I wouldn't put too much stock in what a recruiter tells you (or most others for that matter). Free advice sucks almost all the time (except on HN :), and worse than not helpful it can be harmful. If I'd listened to recruiters about what jobs I could and couldn't get it would have cost me hundreds of thousands of dollars over the years.

Best to keep your name off the Interwebs. You have to control the information flow to the world about yourself. There's services that will help scrub your name off sites, I don't know if they work or not, but I can say when you Google yourself, you want the first couple pages to show up exactly what you want to show (or put there yourself).

Now view this as a good thing.. Most hiring is mostly completely subjective and based off whether someone likes you or not.
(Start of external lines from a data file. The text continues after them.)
//! Display-to-sensor coordinate mapping.
//!
//! Touch coordinates arrive in display space, while decoded frames are laid
//! out in sensor space. The two are rotated against each other by an amount
//! that depends on how the device is held. Each [`Orientation`] selects one
//! of four fixed remapping formulas:
//!
//! | orientation | flat index                                   |
//! |-------------|----------------------------------------------|
//! | Rotation0   | `width * (height - 1 - x) + y`               |
//! | Rotation90  | `width * y + x`                              |
//! | Rotation180 | `width * x + (width - 1 - y)`                |
//! | Rotation270 | `width * (height - 1 - y) + (width - 1 - x)` |
//!
//! These follow the host platform's rotation-angle convention and are kept
//! as a lookup table rather than derived from rotation matrices.

mod types;

pub use types::{Orientation, OrientationError};

/// Map a display-space point to a flat index into a `width × height` buffer.
///
/// An unset orientation (`None`) uses the [`Orientation::Rotation90`]
/// formula. Returns `None` when the point lies outside the display-space
/// bounds for the orientation (see [`Orientation::display_bounds`]), so the
/// result is always a valid index.
#[inline]
pub fn map_index(
    x: u32,
    y: u32,
    orientation: Option<Orientation>,
    width: u32,
    height: u32,
) -> Option<usize> {
    let orientation = orientation.unwrap_or(Orientation::Rotation90);
    let (max_x, max_y) = orientation.display_bounds(width, height);
    if x >= max_x || y >= max_y {
        return None;
    }

    let (x, y) = (x as usize, y as usize);
    let (width, height) = (width as usize, height as usize);
    let index = match orientation {
        Orientation::Rotation0 => width * (height - 1 - x) + y,
        Orientation::Rotation90 => width * y + x,
        Orientation::Rotation180 => width * x + (width - 1 - y),
        Orientation::Rotation270 => width * (height - 1 - y) + (width - 1 - x),
    };
    Some(index)
}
That's really what's going on. Eventually someone is going to like you, so you will find a job eventually if that's what you're after.




> Clearly, being (viewed by employers as) a jack of all trades is bad.

My problem is that I can't dumb-down my resume. One Google search and most of what I've done, going back thirty years, is all there. I can't get it all deleted. At some level, why would you want to? For example, there's a 1985 paper on robotics I presented at an ACM conference (while still an engineering student) that still shows-up on a search.


Have you actually tried tailoring your resume to a specific job role? Or are you just speculating that people will find you on Google and not consider you?


Yes. My resume is under version control. I have six versions I've evolved over time to address very specific job categories.


My resume is generated with a script that filters out experience and skills on keywords, depending on the target job offer.

And a 6-page resume is not a resume anymore, it's a biography. Keep it under one page, 3 or 4 job experiences max.